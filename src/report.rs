//! Console output of the CLI.

use colored::Colorize;
use indicatif::{ProgressBar, ProgressStyle};

use crate::matcher::FieldChange;
use crate::ops::advisor::{Advice, Instruction};
use crate::ops::env::RepoStatus;
use crate::ops::hooks::HookResult;
use crate::ops::status::StatusStats;
use crate::ops::trace::TraceStep;
use crate::ops::validate::ValidationItem;
use crate::ops::Outcome;
use crate::process::RecordState;
use crate::record::{fields, Record};

/// Progress over the records of an operation.
pub fn progress_bar(len: u64) -> ProgressBar {
    let pb = ProgressBar::new(len);
    if let Ok(style) = ProgressStyle::default_bar()
        .template("{spinner:.green} [{elapsed_precise}] [{bar:40.cyan/blue}] {pos}/{len} {msg}")
    {
        pb.set_style(style.progress_chars("#>-"));
    }
    pb
}

fn truncate(s: &str, max_len: usize) -> String {
    if s.chars().count() <= max_len {
        s.to_string()
    } else {
        let head: String = s.chars().take(max_len.saturating_sub(3)).collect();
        format!("{head}...")
    }
}

fn colored_state(state: RecordState) -> colored::ColoredString {
    let name = state.as_str();
    match state {
        RecordState::RevSynthesized | RecordState::RevIncluded => name.green(),
        RecordState::RevExcluded | RecordState::RevPrescreenExcluded | RecordState::PdfNotAvailable => {
            name.red()
        }
        RecordState::MdNeedsManualPreparation
        | RecordState::PdfNeedsManualRetrieval
        | RecordState::PdfNeedsManualPreparation => name.yellow(),
        _ => name.normal(),
    }
}

pub fn print_status(stats: &StatusStats) {
    println!();
    println!("{}", "Status".bold());
    println!("{}", "=".repeat(50));
    if stats.nr_records == 0 {
        println!("  no records loaded");
        return;
    }
    for state in RecordState::ALL {
        let current = stats.current(state);
        let overall = stats.overall.get(&state).copied().unwrap_or(0);
        if current == 0 && overall == 0 {
            continue;
        }
        println!(
            "  {:<30} {:>6} {}",
            colored_state(state),
            current,
            format!("(overall {overall})").dimmed()
        );
    }
    println!();
    println!(
        "  {} records from {} origins, {} duplicates removed, {} curated",
        stats.nr_records, stats.nr_origins, stats.md_duplicates_removed, stats.nr_curated_records
    );
    println!(
        "  progress: {:.0}% ({}/{} atomic steps)",
        stats.progress(),
        stats.completed_atomic_steps,
        stats.atomic_steps
    );
    println!();
}

fn print_instructions(title: &str, instructions: &[Instruction]) {
    if instructions.is_empty() {
        return;
    }
    println!("{}", title.bold());
    for instruction in instructions {
        let marker = if instruction.priority {
            "!".red().bold()
        } else {
            "-".normal()
        };
        match &instruction.cmd {
            Some(cmd) => println!("  {marker} {}: {}", instruction.msg, cmd.cyan()),
            None => println!("  {marker} {}", instruction.msg),
        }
    }
    println!();
}

pub fn print_advice(advice: &Advice) {
    print_instructions("Next steps", &advice.review);
    print_instructions("Environment", &advice.environment);
    print_instructions("Collaboration", &advice.collaboration);
}

pub fn print_outcome(outcome: &Outcome) {
    for ((from, to), n) in outcome.transitions.counts() {
        println!("  {} -> {}: {n}", colored_state(from), colored_state(to));
    }
    if !outcome.transitions.removed.is_empty() {
        println!("  removed (merged): {}", outcome.transitions.removed.len());
    }
    for message in &outcome.messages {
        println!("  {}", message.yellow());
    }
    match &outcome.commit {
        Some(sha) => println!("{} {}", "Committed".green(), &sha[..sha.len().min(8)]),
        None => println!("{}", "No changes to commit".dimmed()),
    }
}

pub fn print_hook_result(name: &str, result: &HookResult) {
    let verdict = if result.passed { "passed".green() } else { "failed".red().bold() };
    println!("{name}: {verdict}");
    for message in &result.messages {
        println!("  {message}");
    }
}

fn print_change(change: &FieldChange) {
    println!(
        "    {:<12} {} {} {}",
        change.field,
        truncate(change.before.as_deref().unwrap_or("-"), 50).red(),
        "->".dimmed(),
        truncate(change.after.as_deref().unwrap_or("-"), 50).green()
    );
}

pub fn print_validation(items: &[ValidationItem]) {
    if items.is_empty() {
        println!("{}", "No record changes in this commit".dimmed());
        return;
    }
    for item in items {
        let heading = if item.is_merge() {
            format!("[{}] merged with {}", item.id, item.prior_id)
        } else {
            format!("[{}]", item.id)
        };
        println!(
            "{} {} -> {} {}",
            heading.bold(),
            item.status.0,
            item.status.1,
            format!("(title similarity {:.2})", item.similarity).dimmed()
        );
        for change in &item.changes {
            print_change(change);
        }
    }
}

pub fn print_trace(steps: &[TraceStep]) {
    for step in steps {
        println!(
            "{} {} {}",
            step.commit[..step.commit.len().min(8)].yellow(),
            step.date.dimmed(),
            step.message
        );
        println!("    {} {}", step.id, colored_state(step.status));
        for change in &step.changes {
            print_change(change);
        }
    }
}

pub fn print_records(records: &[Record]) {
    for record in records {
        println!(
            "  {} {} {}",
            format!("[{}]", record.id).dimmed(),
            colored_state(record.status),
            truncate(record.get(fields::TITLE).unwrap_or("(no title)"), 70)
        );
    }
    println!("{} records", records.len());
}

pub fn print_repo_statuses(statuses: &[RepoStatus]) {
    for repo in statuses {
        let progress = repo
            .progress
            .map(|p| format!("{p:.0}%"))
            .unwrap_or_else(|| "-".to_string());
        let remote = match repo.remote {
            Some(r) => format!("ahead {}, behind {}", r.ahead, r.behind),
            None => "no remote".to_string(),
        };
        let dirty = if repo.dirty { " (uncommitted changes)".yellow() } else { "".normal() };
        println!("  {:<30} {:>5}  {}{dirty}", repo.name.bold(), progress, remote.dimmed());
        if let Some(error) = &repo.error {
            println!("    {}", error.red());
        }
    }
}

# # # #

Set down the records once more, character for character.

filename src/report.rs
//! Console output of the CLI.

use colored::Colorize;
use indicatif::{ProgressBar, ProgressStyle};

use crate::matcher::FieldChange;
use crate::ops::advisor::{Advice, Instruction};
use crate::ops::env::RepoStatus;
use crate::ops::hooks::HookResult;
use crate::ops::status::StatusStats;
use crate::ops::trace::TraceStep;
use crate::ops::validate::ValidationItem;
use crate::ops::Outcome;
use crate::process::RecordState;
use crate::record::{fields, Record};

/// Progress over the records of an operation.
pub fn progress_bar(len: u64) -> ProgressBar {
    let pb = ProgressBar::new(len);
    if let Ok(style) = ProgressStyle::default_bar()
        .template("{spinner:.green} [{elapsed_precise}] [{bar:40.cyan/blue}] {pos}/{len} {msg}")
    {
        pb.set_style(style.progress_chars("#>-"));
    }
    pb
}

fn truncate(s: &str, max_len: usize) -> String {
    if s.chars().count() <= max_len {
        s.to_string()
    } else {
        let head: String = s.chars().take(max_len.saturating_sub(3)).collect();
        format!("{head}...")
    }
}

fn colored_state(state: RecordState) -> colored::ColoredString {
    let name = state.as_str();
    match state {
        RecordState::RevSynthesized | RecordState::RevIncluded => name.green(),
        RecordState::RevExcluded | RecordState::RevPrescreenExcluded | RecordState::PdfNotAvailable => {
            name.red()
        }
        RecordState::MdNeedsManualPreparation
        | RecordState::PdfNeedsManualRetrieval
        | RecordState::PdfNeedsManualPreparation => name.yellow(),
        _ => name.normal(),
    }
}

pub fn print_status(stats: &StatusStats) {
    println!();
    println!("{}", "Status".bold());
    println!("{}", "=".repeat(50));
    if stats.nr_records == 0 {
        println!("  no records loaded");
        return;
    }
    for state in RecordState::ALL {
        let current = stats.current(state);
        let overall = stats.overall.get(&state).copied().unwrap_or(0);
        if current == 0 && overall == 0 {
            continue;
        }
        println!(
            "  {:<30} {:>6} {}",
            colored_state(state),
            current,
            format!("(overall {overall})").dimmed()
        );
    }
    println!();
    println!(
        "  {} records from {} origins, {} duplicates removed, {} curated",
        stats.nr_records, stats.nr_origins, stats.md_duplicates_removed, stats.nr_curated_records
    );
    println!(
        "  progress: {:.0}% ({}/{} atomic steps)",
        stats.progress(),
        stats.completed_atomic_steps,
        stats.atomic_steps
    );
    println!();
}

fn print_instructions(title: &str, instructions: &[Instruction]) {
    if instructions.is_empty() {
        return;
    }
    println!("{}", title.bold());
    for instruction in instructions {
        let marker = if instruction.priority {
            "!".red().bold()
        } else {
            "-".normal()
        };
        match &instruction.cmd {
            Some(cmd) => println!("  {marker} {}: {}", instruction.msg, cmd.cyan()),
            None => println!("  {marker} {}", instruction.msg),
        }
    }
    println!();
}

pub fn print_advice(advice: &Advice) {
    print_instructions("Next steps", &advice.review);
    print_instructions("Environment", &advice.environment);
    print_instructions("Collaboration", &advice.collaboration);
}

pub fn print_outcome(outcome: &Outcome) {
    for ((from, to), n) in outcome.transitions.counts() {
        println!("  {} -> {}: {n}", colored_state(from), colored_state(to));
    }
    if !outcome.transitions.removed.is_empty() {
        println!("  removed (merged): {}", outcome.transitions.removed.len());
    }
    for message in &outcome.messages {
        println!("  {}", message.yellow());
    }
    match &outcome.commit {
        Some(sha) => println!("{} {}", "Committed".green(), &sha[..sha.len().min(8)]),
        None => println!("{}", "No changes to commit".dimmed()),
    }
}

pub fn print_hook_result(name: &str, result: &HookResult) {
    let verdict = if result.passed { "passed".green() } else { "failed".red().bold() };
    println!("{name}: {verdict}");
    for message in &result.messages {
        println!("  {message}");
    }
}

fn print_change(change: &FieldChange) {
    println!(
        "    {:<12} {} {} {}",
        change.field,
        truncate(change.before.as_deref().unwrap_or("-"), 50).red(),
        "->".dimmed(),
        truncate(change.after.as_deref().unwrap_or("-"), 50).green()
    );
}

pub fn print_validation(items: &[ValidationItem]) {
    if items.is_empty() {
        println!("{}", "No record changes in this commit".dimmed());
        return;
    }
    for item in items {
        let heading = if item.is_merge() {
            format!("[{}] merged with {}", item.id, item.prior_id)
        } else {
            format!("[{}]", item.id)
        };
        println!(
            "{} {} -> {} {}",
            heading.bold(),
            item.status.0,
            item.status.1,
            format!("(title similarity {:.2})", item.similarity).dimmed()
        );
        for change in &item.changes {
            print_change(change);
        }
    }
}

pub fn print_trace(steps: &[TraceStep]) {
    for step in steps {
        println!(
            "{} {} {}",
            step.commit[..step.commit.len().min(8)].yellow(),
            step.date.dimmed(),
            step.message
        );
        println!("    {} {}", step.id, colored_state(step.status));
        for change in &step.changes {
            print_change(change);
        }
    }
}

pub fn print_records(records: &[Record]) {
    for record in records {
        println!(
            "  {} {} {}",
            format!("[{}]", record.id).dimmed(),
            colored_state(record.status),
            truncate(record.get(fields::TITLE).unwrap_or("(no title)"), 70)
        );
    }
    println!("{} records", records.len());
}

pub fn print_repo_statuses(statuses: &[RepoStatus]) {
    for repo in statuses {
        let progress = repo
            .progress
            .map(|p| format!("{p:.0}%"))
            .unwrap_or_else(|| "-".to_string());
        let remote = match repo.remote {
            Some(r) => format!("ahead {}, behind {}", r.ahead, r.behind),
            None => "no remote".to_string(),
        };
        let dirty = if repo.dirty { " (uncommitted changes)".yellow() } else { "".normal() };
        println!("  {:<30} {:>5}  {}{dirty}", repo.name.bold(), progress, remote.dimmed());
        if let Some(error) = &repo.error {
            println!("    {}", error.red());
        }
    }
}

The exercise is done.